Records from a data collection
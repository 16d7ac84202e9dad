//! Deterministic simulation module
//!
//! All gameplay logic lives here. This module must be pure and deterministic:
//! - Fixed timestep only
//! - Seeded RNG only
//! - Stable iteration order (spawn order)
//! - No rendering, audio or platform dependencies

pub mod buffs;
pub mod catalog;
pub mod collision;
pub mod difficulty;
pub mod particles;
pub mod progression;
pub mod spawner;
pub mod state;
pub mod tick;

pub use buffs::{BuffEffect, BuffKind, BuffStatus, BuffTable};
pub use catalog::{Catalog, CatalogRecord, hazard_from_record};
pub use collision::{CollisionReport, overlaps};
pub use difficulty::{gravity, hazard_spawn_interval};
pub use particles::{Particle, ParticleSystem};
pub use progression::Progression;
pub use spawner::{BuffSpawn, BuffSpawner, HazardSpawner, SpawnGate};
pub use state::{
    EnginePhase, GameEvent, GameState, Hazard, HazardOrigin, Pickup, PlayField, PlayerState,
    Snapshot,
};
pub use tick::{TickInput, tick};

• **Exercise description**
For this exercise, repeat exactly the lines of the data above from the one with "All gameplay logic" down to the one with "pub mod tick;", both end lines included.

• **Problem solution**
//! All gameplay logic lives here. This module must be pure and deterministic:
//! - Fixed timestep only
//! - Seeded RNG only
//! - Stable iteration order (spawn order)
//! - No rendering, audio or platform dependencies

pub mod buffs;
pub mod catalog;
pub mod collision;
pub mod difficulty;
pub mod particles;
pub mod progression;
pub mod spawner;
pub mod state;
pub mod tick;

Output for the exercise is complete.